By The Old Man Sitting on the Green Bench
How do we get out of the weeds in left field and back in the game? The voter has shown us what they want as an elected representative on the national level, the state level and as often as not on the local level. The resounding answer is they are buying the Republican message of jobs, jobs, jobs. I like James Carville for his economy of words; to me a wonderful line that should ring very loudly to everyone today is — It’s the economy stupid.
OK ??? So if it is the economy, where are we today at the being of new year and a new administration in Washington that has a clear majority and a mandate for change?
If it is about jobs, jobs, jobs then the first stop should looking at unemployment. How often have we heard that unemployment is at record lows (https://fred.stlouisfed.org/series/UNRATE). The latest numbers show a 4.6% civilian unemployment rate which is the lowest its been since the summer of 2001. The problem here is how do we measure the number of people here who are unemployed? I strongly suggest that this measurement can be politically driven to get a desired result. Do you want a rosier picture reduce by definition the number of people unemployed? I suggest that has been done here in Florida often as well as nationally.

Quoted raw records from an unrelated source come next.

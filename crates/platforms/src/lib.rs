//! Site bindings used by cookie-warden.
//!
//! Each platform module is a thin set of async functions over a shared
//! [`reqwest::Client`]. Hosts are carried in endpoint structs so callers can
//! point them at a mock server.

pub mod bilibili;
pub mod cookie_header;
pub mod weibo;

/// Browser-like user agent sent with every request.
pub const DEFAULT_UA: &str = "Mozilla/5.0 (Windows NT 10.0; Win64; x64) AppleWebKit/537.36 (KHTML, like Gecko) Chrome/131.0.0.0 Safari/537.36";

Another way to look at the labor market is seen in the Labor Force Participation Rate and the Employment Population Ratio. Population here is working age population (16-65) who can be employed. What we are seeing in Labor Force Participation Rate is that the labor force has grown slightly. However it is still significantly depressed, the current rate of 62.7 was last seen in the spring of 1978. Between then and now the ratio maxed out in the spring of 2000 at 67.3 before retreating to its current level. Another important data set is the Employment Population Ratio which correlates to what we are seeing in the participation rate. This ratio shows that there has been an increase of 1.5% of population over the past several years. Currently the ration is 59.7% of population, which is where we were in the spring of 1984 before the economic expansion centering the spring of 2000.
Here’s an issue when we look at these numbers, the market does not efficiently allocate tasks to be done. A while ago I was in a local outlet for China, Inc. While there I got in a conversation with someone who was restocking the store. In the course of our conversation he told me that he was a CPA but could not find an accounting position. Yes this person was seen as working but certainly way below his capacity. At this point can we agree that the simply said the job market sucks?